Once we have an unsafe.Add function, it’s easy to automatically rewrite existing code that could be updated to make use of it.
Once we’ve established it’s unsafe in general to convert uintptr or pointers to zero-size types to unsafe.Pointer, it makes sense for “go vet” to warn against these practices.
It should be easy for the Go compiler to insert optional runtime instrumentation to verify that code follows the pointer arithmetic rule. E.g., given a call to unsafe.Add(p, v), the compiler could insert a call to runtime.checkptradd(p, v) that looks up whether p+v points to a GC’d object; and if so, makes sure that p points to the same GC object. If not, it panics or prints a warning.

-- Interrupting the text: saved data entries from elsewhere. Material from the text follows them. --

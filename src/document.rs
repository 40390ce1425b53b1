//! The document type and its wire/fat-doc conventions.
//!
//! A document is a JSON mapping with exactly one required reserved key
//! (`_id`) and one optional reserved key (`_deleted`). Internally it is
//! represented as a tagged record so the engine never has to special-case
//! the reserved keys while walking arbitrary user data.

use serde_json::{Map, Value};

use crate::error::Error;

/// Internal representation of a document: `_id`/`_deleted` pulled out of the
/// bag, everything else left untouched in `body`.
#[derive(Clone, Debug, PartialEq)]
pub struct Document {
    /// The document id. Collection-prefixed when stored, short-form at the API surface.
    pub id: String,
    /// Tombstone marker. Never written to a committed tree — presence of the
    /// file in the tree *is* the non-deleted signal.
    pub deleted: bool,
    /// All keys other than `_id`/`_deleted`.
    pub body: Map<String, Value>,
}

impl Document {
    /// Build a document from a short id and a body map (no `_id`/`_deleted` keys expected).
    #[must_use]
    pub fn new(id: impl Into<String>, body: Map<String, Value>) -> Self {
        Self {
            id: id.into(),
            deleted: false,
            body,
        }
    }

    /// Parse a wire-format JSON object into a `Document`, extracting `_id` and `_deleted`.
    ///
    /// # Errors
    /// Returns [`Error::UndefinedDocumentId`] if `_id` is absent or empty, and
    /// [`Error::InvalidPropertyNameInDocument`] if any other key starts with `_`.
    pub fn from_json_value(value: Value) -> Result<Self, Error> {
        let Value::Object(mut map) = value else {
            return Err(Error::InvalidJsonObject {
                reason: "document must be a JSON object".to_owned(),
            });
        };

        let id = match map.remove("_id") {
            Some(Value::String(s)) if !s.is_empty() => s,
            Some(Value::String(_)) | None => return Err(Error::UndefinedDocumentId),
            Some(_) => {
                return Err(Error::InvalidJsonObject {
                    reason: "_id must be a string".to_owned(),
                })
            }
        };

        let deleted = match map.remove("_deleted") {
            Some(Value::Bool(b)) => b,
            Some(_) => {
                return Err(Error::InvalidJsonObject {
                    reason: "_deleted must be a boolean".to_owned(),
                })
            }
            None => false,
        };

        for key in map.keys() {
            if key.starts_with('_') {
                return Err(Error::InvalidPropertyNameInDocument { name: key.clone() });
            }
        }

        Ok(Self {
            id,
            deleted,
            body: map,
        })
    }

    /// Build a document from an already-resolved `id` and a wire-format JSON
    /// value, discarding any `_id` the value itself carries (the put/insert
    /// precedence rule is resolved by the caller before this is reached).
    ///
    /// # Errors
    /// Returns [`Error::InvalidPropertyNameInDocument`] if any key other than
    /// `_id`/`_deleted` starts with `_`.
    pub fn from_json_value_with_id(id: impl Into<String>, value: Value) -> Result<Self, Error> {
        let Value::Object(mut map) = value else {
            return Err(Error::InvalidJsonObject {
                reason: "document must be a JSON object".to_owned(),
            });
        };
        map.remove("_id");

        let deleted = match map.remove("_deleted") {
            Some(Value::Bool(b)) => b,
            Some(_) => {
                return Err(Error::InvalidJsonObject {
                    reason: "_deleted must be a boolean".to_owned(),
                })
            }
            None => false,
        };

        for key in map.keys() {
            if key.starts_with('_') {
                return Err(Error::InvalidPropertyNameInDocument { name: key.clone() });
            }
        }

        Ok(Self {
            id: id.into(),
            deleted,
            body: map,
        })
    }

    /// Serialize back to a wire-format JSON object, reinserting `_id` (and
    /// `_deleted` when set).
    #[must_use]
    pub fn to_json_value(&self) -> Value {
        let mut map = self.body.clone();
        map.insert("_id".to_owned(), Value::String(self.id.clone()));
        if self.deleted {
            map.insert("_deleted".to_owned(), Value::Bool(true));
        }
        Value::Object(map)
    }
}

/// File extension used for the default `json` serialization.
pub const JSON_EXT: &str = ".json";

/// Compute the fat-doc filename (`<shortId><ext>`) for a short id.
#[must_use]
pub fn fat_doc_name(short_id: &str, ext: &str) -> String {
    format!("{short_id}{ext}")
}

#[cfg(test)]
mod tests {
    use super::*;
    use serde_json::json;

    #[test]
    fn roundtrip_preserves_body() {
        let value = json!({"_id": "1", "name": "a"});
        let doc = Document::from_json_value(value.clone()).unwrap();
        assert_eq!(doc.id, "1");
        assert!(!doc.deleted);
        assert_eq!(doc.to_json_value(), value);
    }

    #[test]
    fn missing_id_is_error() {
        let value = json!({"name": "a"});
        assert!(matches!(
            Document::from_json_value(value),
            Err(Error::UndefinedDocumentId)
        ));
    }

    #[test]
    fn reserved_key_is_rejected() {
        let value = json!({"_id": "1", "_secret": "x"});
        assert!(matches!(
            Document::from_json_value(value),
            Err(Error::InvalidPropertyNameInDocument { .. })
        ));
    }

    #[test]
    fn deleted_flag_roundtrips() {
        let value = json!({"_id": "1", "_deleted": true});
        let doc = Document::from_json_value(value.clone()).unwrap();
        assert!(doc.deleted);
        assert_eq!(doc.to_json_value(), value);
    }
}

Beyond unsafe.Add a few other possible operations stand out as possibly useful:
// Sub returns the offset p-q.
func Sub(p, q Pointer) uintptr
// Less returns p<q.
func Less(p, q Pointer) uintptr
// IsSameVariable returns whether p and q point into the same variable.
func IsSameVariable(p, q Pointer) bool
// Slice returns a []byte for the n bytes of memory starting at p.
func Slice(p Pointer, n uintptr) []byte
Sub could be useful because uintptr(p) - uintptr(q) might give a bogus value if a GC happens in between the evaluations of uintptr(p) and uintptr(q). Less and IsSameVariable could be similarly useful in some situations.
Slice might be useful for cases like package reflect’s memmove function, which could then be implemented simply as:
func memmove(dst, src unsafe.Pointer, n uintptr) {
copy(unsafe.Slice(dst, n), unsafe.Slice(src, n))
}
Moreover, an ability to create a slice for an arbitrary type (i.e., not just byte) could be useful.
However, none of these functions seem as immediately needed as unsafe.Add.